══ Material to process

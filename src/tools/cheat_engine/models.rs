//! Typed views of the plugin responses this crate inspects itself.
//!
//! Everything else is forwarded as raw JSON. The plugin has shipped both
//! PascalCase and camelCase field names, so both are accepted on input.
use schemars::JsonSchema;
use serde::{Deserialize, Serialize};
use serde_json::Value;

/// `Success` / `Error` envelope shared by every plugin response.
#[derive(Debug, Clone, Default, PartialEq, Eq, Serialize, Deserialize, JsonSchema)]
pub struct BaseResponse {
    #[serde(rename = "Success", alias = "success", default)]
    pub success: Option<bool>,
    #[serde(rename = "Error", alias = "error", default)]
    pub error: Option<String>,
}

impl BaseResponse {
    /// Read the envelope fields straight from the body's map, so an oddly typed
    /// sibling field cannot hide `Success: false`. Non-objects have no envelope.
    pub fn from_value(body: &Value) -> Self {
        let Value::Object(map) = body else {
            return Self::default();
        };
        let field = |pascal: &str, camel: &str| map.get(pascal).or_else(|| map.get(camel));
        let success = field("Success", "success").and_then(Value::as_bool);
        let error = field("Error", "error").and_then(|error| match error {
            Value::Null => None,
            Value::String(text) => Some(text.clone()),
            other => Some(other.to_string()),
        });
        Self { success, error }
    }

    /// The plugin explicitly reported a failure.
    pub fn reported_failure(&self) -> bool {
        self.success == Some(false)
    }
}

/// Response of the `health` endpoint.
#[derive(Debug, Clone, Default, PartialEq, Eq, Serialize, Deserialize, JsonSchema)]
pub struct HealthResponse {
    #[serde(rename = "Success", alias = "success", default)]
    pub success: Option<bool>,
    #[serde(rename = "Error", alias = "error", default)]
    pub error: Option<String>,
    #[serde(alias = "Status", default)]
    pub status: Option<String>,
    #[serde(alias = "Server", default)]
    pub server: Option<String>,
    #[serde(alias = "Version", default)]
    pub version: Option<String>,
    #[serde(alias = "Timestamp", default)]
    pub timestamp: Option<String>,
}

impl HealthResponse {
    pub fn from_value(body: Value) -> Self {
        serde_json::from_value(body).unwrap_or_default()
    }

    pub fn is_healthy(&self) -> bool {
        if self.success == Some(false) {
            return false;
        }
        match self.status.as_deref() {
            Some(status) => {
                status.eq_ignore_ascii_case("healthy") || status.eq_ignore_ascii_case("ok")
            }
            None => self.success == Some(true),
        }
    }
}

/// Locally assembled answer of `get_api_info`.
#[derive(Debug, Clone, PartialEq, Eq, Serialize, JsonSchema)]
pub struct ApiInfoResponse {
    pub base_url: String,
    pub api_root: String,
    pub swagger_ui: String,
    pub description: String,
}
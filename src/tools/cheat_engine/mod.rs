//! MCP tools that forward to the Cheat Engine REST plugin.
//!
//! One module per category; each contributes a `#[tool_router]` block that
//! `CheatEngineServer::router` merges into the server's router.

pub mod address;
pub mod address_list;
pub mod client;
pub mod errors;
pub mod memory;
pub mod models;
pub mod process;
pub mod request;
pub mod scan;
pub mod utility;

pub use client::{ApiCall, CheatEngineClient, Endpoint, HttpMethod};
pub use errors::{bridge_error_to_error_data, validation_error_to_error_data, RequestValidationError};
pub use memory::{MemoryTarget, ValueKind};
pub use models::{ApiInfoResponse, BaseResponse, HealthResponse};
pub use scan::{AlignmentType, RoundingType, ScanOption, VariableType};
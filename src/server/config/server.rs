use std::path::Path;

use serde::Deserialize;

use crate::lib::errors::ConfigError;

pub const DEFAULT_HOST: &str = "127.0.0.1";
pub const DEFAULT_PORT: u16 = 8787;

/// Listener settings for the TCP transport.
#[derive(Debug, Clone)]
pub struct ServerSection {
    pub host: String,
    pub port: u16,
}

impl Default for ServerSection {
    fn default() -> Self {
        Self {
            host: DEFAULT_HOST.to_string(),
            port: DEFAULT_PORT,
        }
    }
}

#[derive(Debug, Deserialize, Default)]
pub struct RawServerSection {
    pub host: Option<String>,
    pub port: Option<u16>,
}

pub fn parse_server_section(
    raw: Option<RawServerSection>,
    path: &Path,
) -> Result<ServerSection, ConfigError> {
    let server_raw = raw.unwrap_or_default();
    let host = server_raw.host.unwrap_or_else(|| DEFAULT_HOST.to_string());
    if host.trim().is_empty() {
        return Err(ConfigError::InvalidField {
            path: path.to_path_buf(),
            field: "server.host",
            message: "host must not be empty".into(),
        });
    }
    let port = server_raw.port.unwrap_or(DEFAULT_PORT);
    validate_port(port, path)?;
    Ok(ServerSection { host, port })
}

fn validate_port(port: u16, path: &Path) -> Result<(), ConfigError> {
    if (1024..=65535).contains(&port) {
        return Ok(());
    }

    Err(ConfigError::InvalidField {
        path: path.to_path_buf(),
        field: "server.port",
        message: "Use a port in the range 1024-65535".into(),
    })
}
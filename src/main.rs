//! Entry point for the Cheat Engine MCP bridge.
use std::process::ExitCode;

use anyhow::Error;
use cheat_engine_mcp::{
    cli::{execute_cli_command, CliCommand, LaunchProfile, LaunchProfileArgs, ParsedCommand},
    lib::telemetry,
    server::{
        config::{EnvOverrides, ServerConfig},
        runtime::{self, RuntimeExit},
    },
};
use clap::Parser;

#[tokio::main]
async fn main() -> ExitCode {
    match bootstrap().await {
        Ok(_) => ExitCode::SUCCESS,
        Err(exit) => exit.report(),
    }
}

async fn bootstrap() -> Result<(), RuntimeExit> {
    telemetry::init_tracing().map_err(RuntimeExit::from_error)?;
    let args = LaunchProfileArgs::parse();
    let command = args.into_command().map_err(RuntimeExit::from_error)?;

    match command {
        ParsedCommand::RunServer(profile) => {
            let config = load_config(&profile)?;
            runtime::run_server(profile, config).await
        }
        ParsedCommand::Cli(command, profile) => {
            let config = load_config(&profile)?;
            handle_cli_command(command, &config).await
        }
    }
}

fn load_config(profile: &LaunchProfile) -> Result<ServerConfig, RuntimeExit> {
    ServerConfig::load(
        profile.config_path.clone(),
        profile.config_required,
        EnvOverrides::from_env(),
    )
    .map_err(|err| RuntimeExit::from_error(Error::new(err)))
}

async fn handle_cli_command(command: CliCommand, config: &ServerConfig) -> Result<(), RuntimeExit> {
    let message = execute_cli_command(command, config)
        .await
        .map_err(RuntimeExit::from_error)?;
    println!("{message}");
    Ok(())
}
//! Argument validation errors and error-to-ErrorData mapping for Cheat Engine tools.
use rmcp::model::ErrorData;
use serde_json::{json, Value};
use thiserror::Error;

use crate::lib::errors::{BridgeError, FailureOrigin, ToolErrorDescriptor};

const INVALID_REQUEST_ERROR: ToolErrorDescriptor = ToolErrorDescriptor::new(
    "invalid_request",
    "The tool arguments are invalid",
    "Fix the argument named in details and call the tool again.",
);
const API_UNREACHABLE_ERROR: ToolErrorDescriptor = ToolErrorDescriptor::new(
    "api_unreachable",
    "The Cheat Engine REST API could not be reached",
    "Start Cheat Engine with the REST plugin loaded and check cheat_engine.host/port (or MCP_HOST/MCP_PORT).",
);
const API_TIMEOUT_ERROR: ToolErrorDescriptor = ToolErrorDescriptor::new(
    "api_timeout",
    "The Cheat Engine REST API did not answer in time",
    "Narrow the scan range or raise cheat_engine.timeout_secs in config.toml.",
);
const API_HTTP_ERROR: ToolErrorDescriptor = ToolErrorDescriptor::new(
    "api_http_error",
    "The Cheat Engine REST API returned an HTTP error",
    "Check the plugin log in Cheat Engine; 4xx usually means the plugin version does not expose this endpoint.",
);
const API_INVALID_RESPONSE_ERROR: ToolErrorDescriptor = ToolErrorDescriptor::new(
    "api_invalid_response",
    "The Cheat Engine REST API returned a body that is not JSON",
    "Verify that cheat_engine.base_path points at the plugin API and not another web server.",
);
const BRIDGE_INTERNAL_ERROR: ToolErrorDescriptor = ToolErrorDescriptor::new(
    "bridge_internal_error",
    "The HTTP client for the Cheat Engine REST API could not be created",
    "Check the server logs; restarting the MCP server usually resolves this.",
);

/// Argument problems detected before any HTTP request is sent.
#[derive(Debug, Error, PartialEq, Eq)]
pub enum RequestValidationError {
    #[error("`{field}` must not be empty")]
    Blank { field: &'static str },
    #[error("`{field}` must be between {min} and {max} (got {value})")]
    OutOfRange {
        field: &'static str,
        min: i128,
        max: i128,
        value: i128,
    },
    #[error("`{field}` must be a finite number")]
    NotFinite { field: &'static str },
    #[error("AOB pattern token `{token}` is not a hex byte or wildcard")]
    InvalidAobToken { token: String },
    #[error("`{field}` is required when scan_option is {scan_option}")]
    MissingScanInput {
        field: &'static str,
        scan_option: &'static str,
    },
    #[error("start_address {start:#x} is greater than stop_address {stop:#x}")]
    InvertedRange { start: u64, stop: u64 },
    #[error("one of `id`, `index` or `description` is required to select an entry")]
    MissingSelector,
}

pub(crate) fn require_non_blank(
    field: &'static str,
    value: &str,
) -> Result<(), RequestValidationError> {
    if value.trim().is_empty() {
        return Err(RequestValidationError::Blank { field });
    }
    Ok(())
}

pub(crate) fn require_range(
    field: &'static str,
    value: i128,
    min: i128,
    max: i128,
) -> Result<(), RequestValidationError> {
    if (min..=max).contains(&value) {
        return Ok(());
    }
    Err(RequestValidationError::OutOfRange {
        field,
        min,
        max,
        value,
    })
}

pub fn validation_error_to_error_data(err: RequestValidationError, tool: &str) -> ErrorData {
    let details = json!({ "reason": err.to_string() });
    build_error_data(&INVALID_REQUEST_ERROR, details, FailureOrigin::Request, false, tool)
}

pub fn bridge_error_to_error_data(err: &BridgeError, tool: &str, endpoint: &str) -> ErrorData {
    let mut details = json!({
        "endpoint": endpoint,
        "reason": err.to_string(),
    });
    if let Some(url) = err.url() {
        details["url"] = Value::String(url.to_string());
    }

    match err {
        BridgeError::Unreachable { .. } => build_error_data(
            &API_UNREACHABLE_ERROR,
            details,
            FailureOrigin::Bridge,
            true,
            tool,
        ),
        BridgeError::Timeout { timeout_secs, .. } => {
            details["timeout_secs"] = json!(timeout_secs);
            build_error_data(
                &API_TIMEOUT_ERROR,
                details,
                FailureOrigin::Bridge,
                true,
                tool,
            )
        }
        BridgeError::HttpStatus { status, .. } => {
            details["status"] = json!(status);
            build_error_data(
                &API_HTTP_ERROR,
                details,
                FailureOrigin::Api,
                *status >= 500,
                tool,
            )
        }
        BridgeError::InvalidResponse { .. } => build_error_data(
            &API_INVALID_RESPONSE_ERROR,
            details,
            FailureOrigin::Api,
            false,
            tool,
        ),
        BridgeError::ClientBuild { .. } => build_error_data(
            &BRIDGE_INTERNAL_ERROR,
            details,
            FailureOrigin::Bridge,
            false,
            tool,
        ),
    }
}

fn build_error_data(
    desc: &'static ToolErrorDescriptor,
    details: Value,
    origin: FailureOrigin,
    retryable: bool,
    tool: &str,
) -> ErrorData {
    desc.builder()
        .details(details)
        .origin(origin)
        .retryable(retryable)
        .with_context_field("tool", Value::String(tool.to_string()))
        .build()
        .unwrap_or_else(|err| {
            ErrorData::internal_error(
                format!("{}: {err}", desc.message),
                Some(json!({ "code": desc.code, "tool": tool })),
            )
        })
}
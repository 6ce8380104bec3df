//! Minimal Markdown scanning: inline links, heading anchors and sections.

/// An inline `[text](target)` link and the 1-based line it starts on.
#[derive(Debug, Clone, PartialEq, Eq)]
pub struct Link {
    pub line: usize,
    pub target: String,
}

impl Link {
    pub fn is_external(&self) -> bool {
        ["http://", "https://", "mailto:"]
            .iter()
            .any(|scheme| self.target.starts_with(scheme))
    }

    /// Split `file.md#anchor` into its file and anchor parts.
    pub fn parts(&self) -> (&str, Option<&str>) {
        match self.target.split_once('#') {
            Some((file, anchor)) => (file, Some(anchor)),
            None => (self.target.as_str(), None),
        }
    }
}

pub fn links(text: &str) -> Vec<Link> {
    let mut out = Vec::new();
    for (index, line) in text.lines().enumerate() {
        let mut rest = line;
        while let Some(close) = rest.find("](") {
            let after = &rest[close + 2..];
            let Some(end) = after.find(')') else {
                break;
            };
            if rest[..close].contains('[') {
                out.push(Link {
                    line: index + 1,
                    target: after[..end].trim().to_string(),
                });
            }
            rest = &after[end + 1..];
        }
    }
    out
}

/// Heading slugs as GitHub renders them.
pub fn anchors(text: &str) -> Vec<String> {
    text.lines()
        .filter(|line| line.starts_with('#'))
        .map(|line| slugify(line.trim_start_matches('#')))
        .filter(|slug| !slug.is_empty())
        .collect()
}

pub fn slugify(heading: &str) -> String {
    let mut out = String::new();
    for c in heading.trim().to_lowercase().chars() {
        if c.is_alphanumeric() || c == '_' {
            out.push(c);
        } else if (c == '-' || c.is_whitespace()) && !out.is_empty() && !out.ends_with('-') {
            out.push('-');
        }
    }
    out.trim_end_matches('-').to_string()
}

/// Lines under the `## <title>` heading, up to the next heading of the same level.
pub fn section<'a>(text: &'a str, title: &str) -> Vec<&'a str> {
    let mut lines = text.lines().skip_while(|line| {
        !(line.starts_with("## ") && line.trim_start_matches('#').trim() == title)
    });
    if lines.next().is_none() {
        return Vec::new();
    }
    lines
        .take_while(|line| !(line.starts_with("## ") || line.starts_with("# ")))
        .collect()
}
use std::{
    io,
    net::SocketAddr,
    path::PathBuf,
    process::Stdio,
    sync::{Arc, Mutex},
    time::Duration,
};

use anyhow::{Context, Result};
use axum::{
    body::Bytes,
    extract::State,
    http::{header, Method, StatusCode, Uri},
    response::{IntoResponse, Response},
    Json, Router,
};
use cheat_engine_mcp::server::{config::ServerConfig, runtime::CheatEngineServer};
use rmcp::{
    model::{CallToolRequestParam, CallToolResult, ClientInfo},
    service::{RunningService, ServiceError},
    serve_client, RoleClient, ServiceExt,
};
use serde_json::Value;
use tokio::{
    io::{AsyncRead, AsyncReadExt, AsyncWrite, ReadBuf},
    net::TcpListener,
    process::{Child, ChildStdin, ChildStdout, Command},
    task::JoinHandle,
};

pub const BINARY_PATH: &str = env!("CARGO_BIN_EXE_cheat-engine-mcp");
pub const VALID_TOKEN: &str = "valid-token-123456";

pub type TestClient = RunningService<RoleClient, ClientInfo>;

/// Clear variables from the developer's shell that would change the child's config.
pub fn scrub_env(command: &mut Command) -> &mut Command {
    command
        .env_remove("MCP_SHARED_TOKEN")
        .env_remove("MCP_CONFIG_PATH")
        .env_remove("MCP_HOST")
        .env_remove("MCP_PORT")
}

pub async fn spawn_server_process() -> Result<(Child, ChildIoBridge, Option<JoinHandle<()>>)> {
    let mut command = Command::new(BINARY_PATH);
    scrub_env(&mut command)
        .env(
            "MCP_CONFIG_PATH",
            fixture("tests/fixtures/config_valid.toml"),
        )
        .env("MCP_SHARED_TOKEN", VALID_TOKEN)
        .stdout(Stdio::piped())
        .stdin(Stdio::piped())
        .stderr(Stdio::piped());
    let mut child = command.spawn().context("failed to spawn server process")?;
    let stdout = child.stdout.take().context("child stdout")?;
    let stdin = child.stdin.take().context("child stdin")?;
    let bridge = ChildIoBridge::new(stdout, stdin);
    let stderr_handle = child.stderr.take().map(|mut stderr| {
        tokio::spawn(async move {
            let mut buf = Vec::new();
            let _ = stderr.read_to_end(&mut buf).await;
        })
    });
    Ok((child, bridge, stderr_handle))
}

pub fn fixture(relative: &str) -> String {
    let root = PathBuf::from(env!("CARGO_MANIFEST_DIR"));
    root.join(relative).display().to_string()
}

/// One request as seen by the stub plugin.
#[derive(Debug, Clone, PartialEq)]
pub struct RecordedRequest {
    pub method: String,
    pub path: String,
    pub body: Option<Value>,
}

/// What the stub answers to every request.
#[derive(Clone)]
enum Reply {
    Json(StatusCode, Value),
    Text(StatusCode, &'static str),
    Delayed(Duration, Value),
}

#[derive(Clone)]
struct StubState {
    reply: Reply,
    requests: Arc<Mutex<Vec<RecordedRequest>>>,
}

/// Stand-in for the Cheat Engine REST plugin that answers every path the same way.
pub struct StubApi {
    pub addr: SocketAddr,
    requests: Arc<Mutex<Vec<RecordedRequest>>>,
    task: JoinHandle<()>,
}

impl StubApi {
    async fn serve(reply: Reply) -> Result<Self> {
        let listener = TcpListener::bind("127.0.0.1:0").await?;
        let addr = listener.local_addr()?;
        let requests = Arc::new(Mutex::new(Vec::new()));
        let state = StubState {
            reply,
            requests: Arc::clone(&requests),
        };
        let app = Router::new().fallback(record).with_state(state);
        let task = tokio::spawn(async move {
            let _ = axum::serve(listener, app).await;
        });
        Ok(Self {
            addr,
            requests,
            task,
        })
    }

    pub async fn start(status: u16, response: Value) -> Result<Self> {
        Self::serve(Reply::Json(StatusCode::from_u16(status)?, response)).await
    }

    pub async fn ok(response: Value) -> Result<Self> {
        Self::start(200, response).await
    }

    /// Answers 200 with a body that is not JSON.
    pub async fn text(body: &'static str) -> Result<Self> {
        Self::serve(Reply::Text(StatusCode::OK, body)).await
    }

    /// Answers only after `delay`.
    pub async fn slow(delay: Duration, response: Value) -> Result<Self> {
        Self::serve(Reply::Delayed(delay, response)).await
    }

    pub fn requests(&self) -> Vec<RecordedRequest> {
        self.requests
            .lock()
            .map(|requests| requests.clone())
            .unwrap_or_default()
    }

    /// Server config pointing at this stub.
    pub fn config(&self) -> ServerConfig {
        config_for_port(self.addr.port())
    }
}

impl Drop for StubApi {
    fn drop(&mut self) {
        self.task.abort();
    }
}

async fn record(
    State(state): State<StubState>,
    method: Method,
    uri: Uri,
    body: Bytes,
) -> Response {
    let body = if body.is_empty() {
        None
    } else {
        serde_json::from_slice(&body).ok()
    };
    if let Ok(mut requests) = state.requests.lock() {
        requests.push(RecordedRequest {
            method: method.to_string(),
            path: uri.path().to_string(),
            body,
        });
    }
    match state.reply {
        Reply::Json(status, value) => (status, Json(value)).into_response(),
        Reply::Text(status, text) => {
            (status, [(header::CONTENT_TYPE, "text/html")], text).into_response()
        }
        Reply::Delayed(delay, value) => {
            tokio::time::sleep(delay).await;
            Json(value).into_response()
        }
    }
}

pub fn config_for_port(port: u16) -> ServerConfig {
    let mut config = ServerConfig::defaults(PathBuf::from("tests/in-process.toml"));
    config.cheat_engine.host = "127.0.0.1".into();
    config.cheat_engine.port = port;
    config.cheat_engine.timeout_secs = 5;
    config
}

/// Port with nothing listening on it.
pub fn closed_port() -> Result<u16> {
    let listener = std::net::TcpListener::bind("127.0.0.1:0")?;
    Ok(listener.local_addr()?.port())
}

/// Serve a `CheatEngineServer` over an in-memory pipe and connect a client to it.
pub async fn connect_in_process(config: ServerConfig) -> Result<TestClient> {
    let server = CheatEngineServer::new(config, "integration test".into())?;
    let (server_io, client_io) = tokio::io::duplex(64 * 1024);
    tokio::spawn(async move {
        if let Ok(running) = server.serve(server_io).await {
            let _ = running.waiting().await;
        }
    });
    Ok(serve_client(ClientInfo::default(), client_io).await?)
}

pub async fn call(
    client: &TestClient,
    tool: &'static str,
    arguments: Value,
) -> Result<CallToolResult, ServiceError> {
    client
        .call_tool(CallToolRequestParam {
            name: tool.into(),
            arguments: arguments.as_object().cloned(),
        })
        .await
}

/// `data.<key>` of an MCP error, as a string.
pub fn error_field(err: &ServiceError, key: &str) -> Option<String> {
    match err {
        ServiceError::McpError(data) => data
            .data
            .as_ref()
            .and_then(|value| value.get(key))
            .map(|value| match value {
                Value::String(text) => text.clone(),
                other => other.to_string(),
            }),
        _ => None,
    }
}

pub struct ChildIoBridge {
    stdout: ChildStdout,
    stdin: ChildStdin,
}

impl ChildIoBridge {
    pub fn new(stdout: ChildStdout, stdin: ChildStdin) -> Self {
        Self { stdout, stdin }
    }
}

impl AsyncRead for ChildIoBridge {
    fn poll_read(
        mut self: std::pin::Pin<&mut Self>,
        cx: &mut std::task::Context<'_>,
        buf: &mut ReadBuf<'_>,
    ) -> std::task::Poll<io::Result<()>> {
        std::pin::Pin::new(&mut self.stdout).poll_read(cx, buf)
    }
}

impl AsyncWrite for ChildIoBridge {
    fn poll_write(
        mut self: std::pin::Pin<&mut Self>,
        cx: &mut std::task::Context<'_>,
        data: &[u8],
    ) -> std::task::Poll<io::Result<usize>> {
        std::pin::Pin::new(&mut self.stdin).poll_write(cx, data)
    }

    fn poll_flush(
        mut self: std::pin::Pin<&mut Self>,
        cx: &mut std::task::Context<'_>,
    ) -> std::task::Poll<io::Result<()>> {
        std::pin::Pin::new(&mut self.stdin).poll_flush(cx)
    }

    fn poll_shutdown(
        mut self: std::pin::Pin<&mut Self>,
        cx: &mut std::task::Context<'_>,
    ) -> std::task::Poll<io::Result<()>> {
        std::pin::Pin::new(&mut self.stdin).poll_shutdown(cx)
    }
}
use std::process::ExitCode;

use anyhow::{Context, Error};
use rmcp::ServiceExt;
use tokio::net::TcpListener;

use crate::{
    cli::{LaunchProfile, TransportMode},
    lib::telemetry::{emit_runtime_mode, RuntimeModeTelemetry},
    server::{
        auth::{self, ClientAuthContext},
        config::ServerConfig,
        runtime::{build_instructions, CheatEngineServer},
    },
    tools::catalog,
};

/// Bundles a runtime error message with an exit code and optional structured error data.
#[derive(Debug)]
pub struct RuntimeExit {
    message: String,
    exit_code: ExitCode,
    error_data: Option<rmcp::model::ErrorData>,
}

impl RuntimeExit {
    pub fn structured(error: rmcp::model::ErrorData, exit_code: ExitCode) -> Self {
        Self {
            message: error.message.to_string(),
            exit_code,
            error_data: Some(error),
        }
    }

    pub fn from_error(err: impl Into<Error>) -> Self {
        let err = err.into();
        Self {
            message: format!("{err:?}"),
            exit_code: ExitCode::FAILURE,
            error_data: None,
        }
    }

    pub fn report(self) -> ExitCode {
        if let Some(data) = self.error_data {
            if let Ok(serialized) = serde_json::to_string(&data) {
                eprintln!("{serialized}");
            } else {
                eprintln!("{}", data.message);
            }
        } else {
            eprintln!("{}", self.message);
        }
        self.exit_code
    }

    pub fn exit_code(&self) -> ExitCode {
        self.exit_code
    }

    pub fn error_data(&self) -> Option<&rmcp::model::ErrorData> {
        self.error_data.as_ref()
    }
}

/// Start the MCP server and select stdio/TCP based on the launch profile.
pub async fn run_server(profile: LaunchProfile, config: ServerConfig) -> Result<(), RuntimeExit> {
    if profile.transport == TransportMode::Stdio {
        auth::ensure_invoked_via_mcp_client(&profile)?;
    }
    let auth_context = ClientAuthContext::new(
        config.auth.token.clone(),
        profile.shared_token.clone(),
        profile.token_source,
    );
    auth_context.ensure_authorized()?;

    let instructions = build_instructions(&profile, &config);
    let server =
        CheatEngineServer::new(config.clone(), instructions).map_err(RuntimeExit::from_error)?;

    let api_root = config.cheat_engine.api_root();
    let is_tcp = profile.transport == TransportMode::Tcp;
    emit_runtime_mode(&RuntimeModeTelemetry {
        transport: profile.transport.as_str(),
        host: is_tcp.then_some(config.server.host.as_str()),
        port: is_tcp.then_some(config.server.port),
        config_path: config.source_path.to_string_lossy().as_ref(),
        api_root: &api_root,
        tool_count: catalog::tool_count(),
        auth_enabled: config.auth.is_enabled(),
        launch_args: &profile.launch_args,
    });

    match profile.transport {
        TransportMode::Stdio => run_stdio(server).await,
        TransportMode::Tcp => run_tcp(server, &config).await,
    }
}

async fn run_stdio(server: CheatEngineServer) -> Result<(), RuntimeExit> {
    let running = server
        .serve(rmcp::transport::stdio())
        .await
        .map_err(RuntimeExit::from_error)?;
    running.waiting().await.map_err(RuntimeExit::from_error)?;
    Ok(())
}

async fn run_tcp(server: CheatEngineServer, config: &ServerConfig) -> Result<(), RuntimeExit> {
    let addr = format!("{}:{}", config.server.host, config.server.port);
    let listener = TcpListener::bind(&addr)
        .await
        .with_context(|| format!("failed to bind TCP port {addr}"))
        .map_err(RuntimeExit::from_error)?;
    tracing::info!(
        target: "cheat_engine_mcp::runtime",
        transport = "tcp",
        bind_addr = %addr,
        "Started listening in TCP mode"
    );

    loop {
        let (stream, peer) = listener
            .accept()
            .await
            .with_context(|| format!("failed to accept TCP connection ({addr})"))
            .map_err(RuntimeExit::from_error)?;
        tracing::info!(
            target: "cheat_engine_mcp::runtime",
            peer = %peer,
            "Accepted connection from MCP client"
        );
        let server = server.clone();
        tokio::spawn(async move {
            let outcome = match server.serve(stream).await {
                Ok(running) => running.waiting().await.map(|_| ()).map_err(Error::from),
                Err(err) => Err(Error::from(err)),
            };
            match outcome {
                Ok(()) => tracing::info!(
                    target: "cheat_engine_mcp::runtime",
                    peer = %peer,
                    "MCP client disconnected"
                ),
                Err(err) => tracing::warn!(
                    target: "cheat_engine_mcp::runtime",
                    peer = %peer,
                    error = %err,
                    "MCP session ended with an error"
                ),
            }
        });
    }
}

════

● Exercise directions:
Each line from the top of the data, up to and including the line that contains "an oddly typed", should be set down exactly.

● Response:
filename src/tools/cheat_engine/models.rs
//! Typed views of the plugin responses this crate inspects itself.
//!
//! Everything else is forwarded as raw JSON. The plugin has shipped both
//! PascalCase and camelCase field names, so both are accepted on input.
use schemars::JsonSchema;
use serde::{Deserialize, Serialize};
use serde_json::Value;

/// `Success` / `Error` envelope shared by every plugin response.
#[derive(Debug, Clone, Default, PartialEq, Eq, Serialize, Deserialize, JsonSchema)]
pub struct BaseResponse {
    #[serde(rename = "Success", alias = "success", default)]
    pub success: Option<bool>,
    #[serde(rename = "Error", alias = "error", default)]
    pub error: Option<String>,
}

impl BaseResponse {
    /// Read the envelope fields straight from the body's map, so an oddly typed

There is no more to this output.